- Born: Ana María Pascual-Leone Pascual 24 August 1930 (age 96) Valencia, Spain
- Education: University of Barcelona University of Madrid Sorbonne
- Known for: Research on perinatal endocrinology and metabolism
- Awards: National Research Prize Reina Sofía (1994)
- Scientific career
- Fields: Pharmacy, biochemistry, perinatal endocrinology
- Workplaces: Spanish National Research Council (CSIC) Institute of Biochemistry (CSIC–Complutense University of Madrid)
- Doctoral advisor: José María García-Blanco Oyarzábal

= Ana María Pascual-Leone Pascual =

Spanish pharmacist and biochemist (born 1930)

Ana María Pascual-Leone Pascual (born 24 August 1930) is a Spanish pharmacist and biochemist who worked on perinatal endocrinology and metabolism. Most of her career was spent at the Spanish National Research Council (CSIC) and at its Institute of Biochemistry, a centre run jointly with the Complutense University of Madrid, where her research dealt with hormonal imbalances and malnutrition during pregnancy. She is a member of the Real Academia Nacional de Farmacia, and in 1994 she received the National Research Prize Reina Sofía on the Prevention of Deficiencies.

== Early life and education ==
Pascual-Leone was born in Valencia on 24 August 1930. She came from a Valencian family with a long tradition in pharmacy and medicine. Her father was a paediatrician, and her mother was a pharmacist who had trained at the Pasteur Institute in Paris. She attended the Instituto San Vicente Ferrer in Valencia and, in 1948, qualified as a primary-school teacher (Maestra Nacional) at the city's teacher-training college.

She went on to study pharmacy at the University of Barcelona, graduating in 1953 with the Extraordinary Licentiate Prize. Her doctoral research was supervised by José María García-Blanco Oyarzábal, and she received a doctorate in pharmacy from the University of Madrid in 1956. With a fellowship from the Juan March Foundation she then trained in Paris, where she worked in comparative physiology alongside Alfred Jost, a pioneer of fetal endocrinology, and obtained a Diplôme d'Études Supérieures from the Sorbonne in 1963.

== Career and research ==
Pascual-Leone first joined the Spanish National Research Council (CSIC) as a research fellow. She was appointed a scientific assistant through merit-based competition in 1966 and became a CSIC scientific researcher in 1971. From 1970 she established and led a line of research on the endocrinology and metabolism of animal development at the Institute of Biochemistry, a joint centre of the CSIC and the Complutense University of Madrid. She directed the institute from 1990 to 1995.
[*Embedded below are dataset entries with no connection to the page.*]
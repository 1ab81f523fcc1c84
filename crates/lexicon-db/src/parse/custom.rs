//! User-authored dictionaries in line-oriented text.
//!
//! Words: `spelling ⇥ alt-spellings ⇥ readings ⇥ definitions ⇥ word-classes`
//! Names: `spelling ⇥ reading ⇥ name-types`
//!
//! List fields separate items with `;`, an empty field means "none". Blank
//! lines and lines starting with `#` are ignored. A malformed line is
//! skipped on its own; entries structurally equal to one already loaded from
//! the same file set are dropped.

use std::collections::HashSet;
use std::sync::Arc;

use lexicon_types::{CustomNameEntry, CustomWordEntry, Record, Text};
use tracing::debug;

use super::{ParseStats, strip_bom};
use crate::container::ContainerBuilder;
use crate::error::ParseError;
use crate::intern::Interner;

pub const FIELD_DELIMITER: char = '\t';
pub const LIST_DELIMITER: char = ';';
const COMMENT_PREFIX: char = '#';

/// Entries seen so far by one ingestion unit, for structural dedup.
#[derive(Debug, Default)]
pub struct CustomSeen {
    words: HashSet<CustomWordEntry>,
    names: HashSet<CustomNameEntry>,
}

impl CustomSeen {
    pub fn new() -> Self {
        Self::default()
    }

    pub fn contains_word(&self, entry: &CustomWordEntry) -> bool {
        self.words.contains(entry)
    }

    pub fn contains_name(&self, entry: &CustomNameEntry) -> bool {
        self.names.contains(entry)
    }
}

fn content_lines(bytes: &[u8]) -> Result<impl Iterator<Item = (usize, &str)>, ParseError> {
    let text = std::str::from_utf8(strip_bom(bytes))?;
    Ok(text
        .lines()
        .enumerate()
        .map(|(idx, line)| (idx + 1, line.trim_end_matches('\r')))
        .filter(|(_, line)| !line.trim().is_empty() && !line.starts_with(COMMENT_PREFIX)))
}

fn list_field(interner: &Interner, raw: &str) -> Option<Vec<Text>> {
    let items = interner.intern_all(raw.split(LIST_DELIMITER).map(str::trim));
    Some(items)
}

/// Parse one custom word line.
pub fn parse_word_line(interner: &Interner, line: &str) -> Option<CustomWordEntry> {
    let fields: Vec<&str> = line.split(FIELD_DELIMITER).collect();
    if !(4..=5).contains(&fields.len()) {
        return None;
    }
    let spelling = fields[0].trim();
    let definitions: Vec<Text> = fields[3]
        .split(LIST_DELIMITER)
        .map(str::trim)
        .filter(|d| !d.is_empty())
        .map(Arc::from)
        .collect();
    if spelling.is_empty() || definitions.is_empty() {
        return None;
    }
    let mut entry = CustomWordEntry {
        spelling: interner.intern(spelling),
        alt_spellings: list_field(interner, fields[1]),
        readings: list_field(interner, fields[2]),
        definitions,
        word_classes: fields.get(4).and_then(|raw| list_field(interner, raw)),
    };
    entry.compact();
    Some(entry)
}

/// Parse one custom name line.
pub fn parse_name_line(interner: &Interner, line: &str) -> Option<CustomNameEntry> {
    let fields: Vec<&str> = line.split(FIELD_DELIMITER).collect();
    if !(2..=3).contains(&fields.len()) {
        return None;
    }
    let spelling = fields[0].trim();
    if spelling.is_empty() {
        return None;
    }
    let reading = fields[1].trim();
    let mut entry = CustomNameEntry {
        spelling: interner.intern(spelling),
        reading: Some(reading)
            .filter(|r| !r.is_empty() && *r != spelling)
            .map(|r| interner.intern(r)),
        name_types: fields.get(2).and_then(|raw| list_field(interner, raw)),
    };
    entry.compact();
    Some(entry)
}

/// Ingest a custom word file; words fan out by spelling, alternatives and
/// readings.
pub fn ingest_custom_words(
    bytes: &[u8],
    interner: &Interner,
    seen: &mut CustomSeen,
    out: &mut ContainerBuilder<Arc<Record>>,
) -> Result<ParseStats, ParseError> {
    let mut stats = ParseStats::default();
    for (lineno, line) in content_lines(bytes)? {
        let Some(entry) = parse_word_line(interner, line) else {
            debug!("custom word line {lineno} is malformed; skipped");
            stats.skipped += 1;
            continue;
        };
        if !seen.words.insert(entry.clone()) {
            stats.discarded += 1;
            continue;
        }
        let keys: Vec<Text> = std::iter::once(Arc::clone(&entry.spelling))
            .chain(entry.alt_spellings.iter().flatten().cloned())
            .chain(entry.readings.iter().flatten().cloned())
            .collect();
        let record = Arc::new(Record::CustomWord(entry));
        out.insert_keys(interner, record, keys.iter().map(|k| &**k));
        stats.records += 1;
    }
    Ok(stats)
}

/// Ingest a custom name file; names fan out by spelling and reading.
pub fn ingest_custom_names(
    bytes: &[u8],
    interner: &Interner,
    seen: &mut CustomSeen,
    out: &mut ContainerBuilder<Arc<Record>>,
) -> Result<ParseStats, ParseError> {
    let mut stats = ParseStats::default();
    for (lineno, line) in content_lines(bytes)? {
        let Some(entry) = parse_name_line(interner, line) else {
            debug!("custom name line {lineno} is malformed; skipped");
            stats.skipped += 1;
            continue;
        };
        if !seen.names.insert(entry.clone()) {
            stats.discarded += 1;
            continue;
        }
        let spelling = Arc::clone(&entry.spelling);
        let reading = entry.reading.clone();
        let record = Arc::new(Record::CustomName(entry));
        out.insert(interner, record, &spelling, reading.as_deref());
        stats.records += 1;
    }
    Ok(stats)
}

#[cfg(test)]
mod tests {
    use super::*;

    #[test]
    fn word_lines_split_into_fields() {
        let interner = Interner::new();
        let entry = parse_word_line(&interner, "猫\tネコ;貓\tねこ\tcat; feline\tn").unwrap();
        assert_eq!(&*entry.spelling, "猫");
        assert_eq!(entry.alt_spellings.as_ref().map(Vec::len), Some(2));
        assert_eq!(entry.definitions.len(), 2);
        assert_eq!(&*entry.definitions[1], "feline");
        assert_eq!(entry.word_classes.as_ref().map(Vec::len), Some(1));
    }

    #[test]
    fn empty_list_fields_are_absent() {
        let interner = Interner::new();
        let entry = parse_word_line(&interner, "猫\t\t\tcat").unwrap();
        assert!(entry.alt_spellings.is_none());
        assert!(entry.readings.is_none());
        assert!(entry.word_classes.is_none());
    }

    #[test]
    fn malformed_word_lines_are_rejected() {
        let interner = Interner::new();
        assert!(parse_word_line(&interner, "猫 ねこ cat").is_none());
        assert!(parse_word_line(&interner, "\t\t\tcat").is_none());
        assert!(parse_word_line(&interner, "猫\t\tねこ\t").is_none());
        assert!(parse_word_line(&interner, "a\tb\tc\td\te\tf").is_none());
    }

    #[test]
    fn name_reading_equal_to_spelling_is_absent() {
        let interner = Interner::new();
        let entry = parse_name_line(&interner, "さくら\tさくら\tgiven").unwrap();
        assert!(entry.reading.is_none());
        let entry = parse_name_line(&interner, "桜\tさくら").unwrap();
        assert_eq!(entry.reading.as_deref(), Some("さくら"));
        assert!(entry.name_types.is_none());
    }

    #[test]
    fn duplicate_lines_are_loaded_once() {
        let interner = Interner::new();
        let mut seen = CustomSeen::new();
        let mut builder = ContainerBuilder::new();
        let text = "# my words\n猫\t\tねこ\tcat\tn\n\n猫\t\tねこ\tcat\tn\r\n猫\t\tねこ\tcat;kitty\tn\nbroken line\n";
        let stats = ingest_custom_words(text.as_bytes(), &interner, &mut seen, &mut builder).unwrap();
        let container = builder.finish();

        assert_eq!(stats.records, 2);
        assert_eq!(stats.discarded, 1);
        assert_eq!(stats.skipped, 1);
        assert_eq!(container.lookup("ねこ").len(), 2);
        assert_eq!(container.lookup("猫").len(), 2);

        let probe = parse_word_line(&interner, "猫\t\tねこ\tcat\tn").unwrap();
        assert!(seen.contains_word(&probe));
    }

    #[test]
    fn custom_names_fan_out_by_reading() {
        let interner = Interner::new();
        let mut seen = CustomSeen::new();
        let mut builder = ContainerBuilder::new();
        let text = "桜\tさくら\tgiven;fem\nサクラ\t\t\n";
        let stats = ingest_custom_names(text.as_bytes(), &interner, &mut seen, &mut builder).unwrap();
        let container = builder.finish();
        assert_eq!(stats.records, 2);
        assert_eq!(container.lookup("桜").len(), 1);
        assert_eq!(container.lookup("さくら").len(), 2);
    }

    #[test]
    fn invalid_utf8_is_fatal() {
        let interner = Interner::new();
        let mut seen = CustomSeen::new();
        let mut builder = ContainerBuilder::new();
        let err = ingest_custom_words(&[0xff, 0xfe, 0x00], &interner, &mut seen, &mut builder)
            .unwrap_err();
        assert!(matches!(err, ParseError::Utf8(_)));
    }
}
In 1985 a grant from the Spanish-North American Joint Committee allowed her to work in the laboratory of Paola Timiras at the University of California, Berkeley, and at a medical centre in San Francisco. She was the principal investigator of national research projects without interruption from 1981 to 2000 and, from 1983, of international projects with France and the United States. In 1995 she was named a scientific researcher ad honorem, and she remained active until her retirement in 2000.

Her work centred on hormonal imbalances and malnutrition during pregnancy, the regulation of carbohydrate metabolism, the thyroid axis, and insulin secretion, as well as the relationship between nutrients and endocrine factors. She published about eighty papers in journals such as Endocrinology, the American Journal of Physiology and the Journal of Neurochemistry, supervised ten doctoral theses, and helped to set up the perinatal biochemistry group of the Spanish Society of Biochemistry.

== Memberships and honours ==
Pascual-Leone was first elected a corresponding member of the Real Academia Nacional de Farmacia and later a full (numerary) academician, occupying Medal 14. She delivered her inaugural address, Visión endocrina actual de las interconexiones celulares: la familia de la insulina, on 13 December 2001. She was a vice-president of the academy in 2007, gave the opening address of its 2008 academic year on 17 January 2008, and subsequently became a supernumerary academician. In 2021 she was made the first honorary academician of the Academia de Farmacia de la Comunitat Valenciana.

Her distinctions include the "Best Scientific Work of the Year" award of the College of Pharmacists of Alicante, granted jointly with the University of Granada (1966), the silver medal of the Académie Internationale de Lutèce in Paris (1976), the Alter (1978) and Abelló (1979) prizes of the Real Academia Nacional de Farmacia, the National Research Prize Reina Sofía on the Prevention of Deficiencies (1994), and the gold medal of the Faculty of Pharmacy of the Complutense University of Madrid (2006), awarded for her work at the Institute of Biochemistry.
== Selected works ==
- Retroceso en el tiempo: la investigación biomédica en España. Testimonios y reflexiones (ed.). Madrid: Fundación Areces / Real Academia Nacional de Farmacia, 2012.